:: WHAT TO DO ::
Output every line from the beginning of the records through the line that contains "The parser never", exactly as it appears.
(DATA PROVIDED)
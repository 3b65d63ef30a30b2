//! Escape Sequence Decoder
//!
//! A small push-driven state machine in the spirit of a VT parser, reduced
//! to the sequences terminals send for keys:
//!
//! - Ground: plain bytes decode immediately
//! - Escape: after ESC, waiting for `[` or `O`
//! - Csi: after `ESC [`, collecting parameter bytes until a final byte
//! - Ss3: after `ESC O`, waiting for the final byte
//! - CsiIgnore: an overlong CSI sequence, swallowed up to its final byte
//!
//! An ESC inside a pending sequence ends that sequence and starts a new one,
//! so the bytes after it are never decoded as text.
//!
//! The parser never blocks. [`KeyReader`] drives it from a [`ByteSource`]
//! and resolves a pending sequence with [`KeyParser::timeout`] when the
//! following bytes do not arrive within the escape timeout. That is how a
//! lone ESC keypress is told apart from the start of a sequence.

use std::time::Duration;

use super::Key;
use crate::term::{ByteSource, TermError, TermResult};

/// How long to wait for the rest of an escape sequence
pub const DEFAULT_ESCAPE_TIMEOUT: Duration = Duration::from_millis(50);

/// Longest parameter string accepted inside a CSI sequence
const MAX_PARAMS: usize = 8;

/// Parser state
#[derive(Debug, Clone, Copy, PartialEq, Eq)]
enum State {
    Ground,
    Escape,
    Csi,
    CsiIgnore,
    Ss3,
}

/// Incremental key decoder
#[derive(Debug)]
pub struct KeyParser {
    state: State,
    /// Parameter bytes of the current CSI sequence
    params: Vec<u8>,
}

impl Default for KeyParser {
    fn default() -> Self {
        Self::new()
    }
}

impl KeyParser {
    /// Create a new parser in the ground state
    pub fn new() -> Self {
        Self {
            state: State::Ground,
            params: Vec::with_capacity(MAX_PARAMS),
        }
    }

    /// Check if a sequence has started but not finished
    pub fn is_pending(&self) -> bool {
        self.state != State::Ground
    }

    /// Reset the parser to the ground state
    pub fn reset(&mut self) {
        self.state = State::Ground;
        self.params.clear();
    }

    /// Feed one byte, returning a key once one is complete
    pub fn advance(&mut self, byte: u8) -> Option<Key> {
        match self.state {
            State::Ground => {
                if byte == 0x1b {
                    self.state = State::Escape;
                    None
                } else {
                    Some(Key::from_byte(byte))
                }
            },
            State::Escape => match byte {
                // ESC ESC: the first one was a bare Escape
                0x1b => Some(Key::Escape),
                b'[' => {
                    self.state = State::Csi;
                    None
                },
                b'O' => {
                    self.state = State::Ss3;
                    None
                },
                _ => self.finish(Key::Unknown),
            },
            _ if byte == 0x1b => {
                self.params.clear();
                self.state = State::Escape;
                Some(Key::Unknown)
            },
            State::Ss3 => {
                let key = match byte {
                    b'A'..=b'D' => arrow(byte),
                    b'H' => Key::Home,
                    b'F' => Key::End,
                    _ => Key::Unknown,
                };
                self.finish(key)
            },
            State::Csi => match byte {
                // Parameter and intermediate bytes
                0x20..=0x3f => {
                    if self.params.len() >= MAX_PARAMS {
                        self.params.clear();
                        self.state = State::CsiIgnore;
                        return None;
                    }
                    self.params.push(byte);
                    None
                },
                // Final byte
                0x40..=0x7e => {
                    let key = self.csi_dispatch(byte);
                    self.finish(key)
                },
                _ => self.finish(Key::Unknown),
            },
            State::CsiIgnore => match byte {
                0x20..=0x3f => None,
                _ => self.finish(Key::Unknown),
            },
        }
    }

    /// Resolve a pending sequence because no more bytes arrived
    ///
    /// A lone ESC is the Escape key; anything longer that was cut short is
    /// unknown.
    pub fn timeout(&mut self) -> Key {
        let key = match self.state {
            State::Escape => Key::Escape,
            _ => Key::Unknown,
        };
        self.reset();
        key
    }

    /// Decode a complete byte string, resolving any trailing partial
    /// sequence as if it had timed out
    pub fn feed(&mut self, data: &[u8]) -> Vec<Key> {
        let mut keys: Vec<Key> = data.iter().filter_map(|&b| self.advance(b)).collect();
        if self.is_pending() {
            keys.push(self.timeout());
        }
        keys
    }

    fn finish(&mut self, key: Key) -> Option<Key> {
        self.reset();
        Some(key)
    }

    fn csi_dispatch(&self, final_byte: u8) -> Key {
        match final_byte {
            // Modifier parameters (ESC [ 1 ; 5 A) are ignored
            b'A'..=b'D' => arrow(final_byte),
            b'H' if self.params.is_empty() => Key::Home,
            b'F' if self.params.is_empty() => Key::End,
            b'~' => match self.first_param() {
                Some(1) | Some(7) => Key::Home,
                Some(3) => Key::Delete,
                Some(4) | Some(8) => Key::End,
                Some(5) => Key::PageUp,
                Some(6) => Key::PageDown,
                _ => Key::Unknown,
            },
            _ => Key::Unknown,
        }
    }

    /// The first numeric parameter, if the sequence starts with one
    fn first_param(&self) -> Option<u32> {
        let digits = self.params.split(|&b| b == b';').next()?;
        if digits.is_empty() || !digits.iter().all(u8::is_ascii_digit) {
            return None;
        }
        Some(
            digits
                .iter()
                .fold(0u32, |n, &d| n * 10 + u32::from(d - b'0')),
        )
    }
}

fn arrow(final_byte: u8) -> Key {
    match final_byte {
        b'A' => Key::Up,
        b'B' => Key::Down,
        b'C' => Key::Right,
        _ => Key::Left,
    }
}

/// Blocking key reader over a byte source
#[derive(Debug)]
pub struct KeyReader<S> {
    source: S,
    parser: KeyParser,
    escape_timeout: Duration,
}

impl<S: ByteSource> KeyReader<S> {
    /// Create a new reader with the default escape timeout
    pub fn new(source: S) -> Self {
        Self {
            source,
            parser: KeyParser::new(),
            escape_timeout: DEFAULT_ESCAPE_TIMEOUT,
        }
    }

    /// Set how long to wait for the rest of an escape sequence
    pub fn set_escape_timeout(&mut self, timeout: Duration) {
        self.escape_timeout = timeout;
    }

    /// Get the escape timeout
    pub fn escape_timeout(&self) -> Duration {
        self.escape_timeout
    }

    /// Get a mutable reference to the byte source
    pub fn source_mut(&mut self) -> &mut S {
        &mut self.source
    }

    /// Block until one logical key has been read
    ///
    /// Returns [`TermError::Closed`] when the input ends before a new key
    /// starts. Input ending in the middle of a sequence resolves it as a
    /// timeout would.
    pub fn read_key(&mut self) -> TermResult<Key> {
        loop {
            let byte = if self.parser.is_pending() {
                match self.source.poll_byte(self.escape_timeout)? {
                    Some(byte) => byte,
                    None => {
                        let key = self.parser.timeout();
                        tracing::trace!("Escape sequence timed out as {:?}", key);
                        return Ok(key);
                    },
                }
            } else {
                match self.source.read_byte()? {
                    Some(byte) => byte,
                    None => return Err(TermError::Closed),
                }
            };

            if let Some(key) = self.parser.advance(byte) {
                tracing::trace!("Decoded key {:?}", key);
                return Ok(key);
            }
        }
    }
}

#[cfg(test)]
mod tests {
    use super::*;
    use std::io::Cursor;

    fn parse(data: &[u8]) -> Vec<Key> {
        KeyParser::new().feed(data)
    }

    #[test]
    fn test_plain_bytes() {
        assert_eq!(
            parse(b"hi\r"),
            vec![Key::Char(b'h'), Key::Char(b'i'), Key::Return]
        );
    }

    #[test]
    fn test_arrow_keys() {
        assert_eq!(
            parse(b"\x1b[A\x1b[B\x1b[C\x1b[D"),
            vec![Key::Up, Key::Down, Key::Right, Key::Left]
        );
    }

    #[test]
    fn test_tilde_keys() {
        assert_eq!(
            parse(b"\x1b[3~\x1b[5~\x1b[6~"),
            vec![Key::Delete, Key::PageUp, Key::PageDown]
        );
    }

    #[test]
    fn test_home_end_variants() {
        assert_eq!(
            parse(b"\x1b[H\x1b[F\x1bOH\x1bOF\x1b[1~\x1b[4~\x1b[7~\x1b[8~"),
            vec![
                Key::Home,
                Key::End,
                Key::Home,
                Key::End,
                Key::Home,
                Key::End,
                Key::Home,
                Key::End
            ]
        );
    }

    #[test]
    fn test_ss3_arrows() {
        assert_eq!(parse(b"\x1bOA\x1bOD"), vec![Key::Up, Key::Left]);
    }

    #[test]
    fn test_modified_arrow_decodes_as_arrow() {
        assert_eq!(parse(b"\x1b[1;5C"), vec![Key::Right]);
    }

    #[test]
    fn test_unknown_sequences_do_not_leak() {
        // F5 is ESC [ 1 5 ~; the digits and tilde must not become text
        assert_eq!(parse(b"\x1b[15~x"), vec![Key::Unknown, Key::Char(b'x')]);
        assert_eq!(parse(b"\x1b[Z"), vec![Key::Unknown]);
        assert_eq!(parse(b"\x1bx"), vec![Key::Unknown]);
    }

    #[test]
    fn test_lone_escape_times_out() {
        assert_eq!(parse(b"\x1b"), vec![Key::Escape]);
    }

    #[test]
    fn test_truncated_sequence_is_unknown() {
        assert_eq!(parse(b"\x1b["), vec![Key::Unknown]);
        assert_eq!(parse(b"\x1b[3"), vec![Key::Unknown]);
    }

    #[test]
    fn test_overlong_parameters_abort() {
        assert_eq!(
            parse(b"\x1b[123456789~x"),
            vec![Key::Unknown, Key::Char(b'x')]
        );
    }

    #[test]
    fn test_double_escape_before_sequence() {
        // Alt+Up on some terminals, or ESC pressed just before an arrow
        assert_eq!(parse(b"\x1b\x1b[A"), vec![Key::Escape, Key::Up]);
        assert_eq!(
            parse(b"\x1b\x1b\x1bOB"),
            vec![Key::Escape, Key::Escape, Key::Down]
        );
    }

    #[test]
    fn test_escape_restarts_pending_sequence() {
        assert_eq!(parse(b"\x1b[1\x1b[C"), vec![Key::Unknown, Key::Right]);
        assert_eq!(parse(b"\x1bO\x1b[D"), vec![Key::Unknown, Key::Left]);
    }

    #[test]
    fn test_reader_double_escape() {
        let mut reader = KeyReader::new(Cursor::new(b"\x1b\x1b[Az".to_vec()));
        assert_eq!(reader.read_key().unwrap(), Key::Escape);
        assert_eq!(reader.read_key().unwrap(), Key::Up);
        assert_eq!(reader.read_key().unwrap(), Key::Char(b'z'));
    }

    #[test]
    fn test_pending_state() {
        let mut parser = KeyParser::new();
        assert!(!parser.is_pending());
        assert_eq!(parser.advance(0x1b), None);
        assert!(parser.is_pending());
        assert_eq!(parser.advance(b'['), None);
        assert_eq!(parser.advance(b'A'), Some(Key::Up));
        assert!(!parser.is_pending());
    }

    #[test]
    fn test_reader_resolves_sequence_in_order() {
        let mut reader = KeyReader::new(Cursor::new(b"\x1b[Aq".to_vec()));
        assert_eq!(reader.read_key().unwrap(), Key::Up);
        assert_eq!(reader.read_key().unwrap(), Key::Char(b'q'));
        assert!(matches!(reader.read_key(), Err(TermError::Closed)));
    }

    #[test]
    fn test_reader_bare_escape_at_end_of_input() {
        let mut reader = KeyReader::new(Cursor::new(b"\x1b".to_vec()));
        assert_eq!(reader.read_key().unwrap(), Key::Escape);
        assert!(matches!(reader.read_key(), Err(TermError::Closed)));
    }

    #[test]
    fn test_reader_escape_timeout_setting() {
        let mut reader = KeyReader::new(Cursor::new(Vec::new()));
        assert_eq!(reader.escape_timeout(), DEFAULT_ESCAPE_TIMEOUT);
        reader.set_escape_timeout(Duration::from_millis(5));
        assert_eq!(reader.escape_timeout(), Duration::from_millis(5));
    }
}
(End DATA PROVIDED)
:: SOLUTION TO THIS PROBLEM ::
repository 3b65d63ef30a30b2
//! Escape Sequence Decoder
//!
//! A small push-driven state machine in the spirit of a VT parser, reduced
//! to the sequences terminals send for keys:
//!
//! - Ground: plain bytes decode immediately
//! - Escape: after ESC, waiting for `[` or `O`
//! - Csi: after `ESC [`, collecting parameter bytes until a final byte
//! - Ss3: after `ESC O`, waiting for the final byte
//! - CsiIgnore: an overlong CSI sequence, swallowed up to its final byte
//!
//! An ESC inside a pending sequence ends that sequence and starts a new one,
//! so the bytes after it are never decoded as text.
//!
//! The parser never blocks. [`KeyReader`] drives it from a [`ByteSource`]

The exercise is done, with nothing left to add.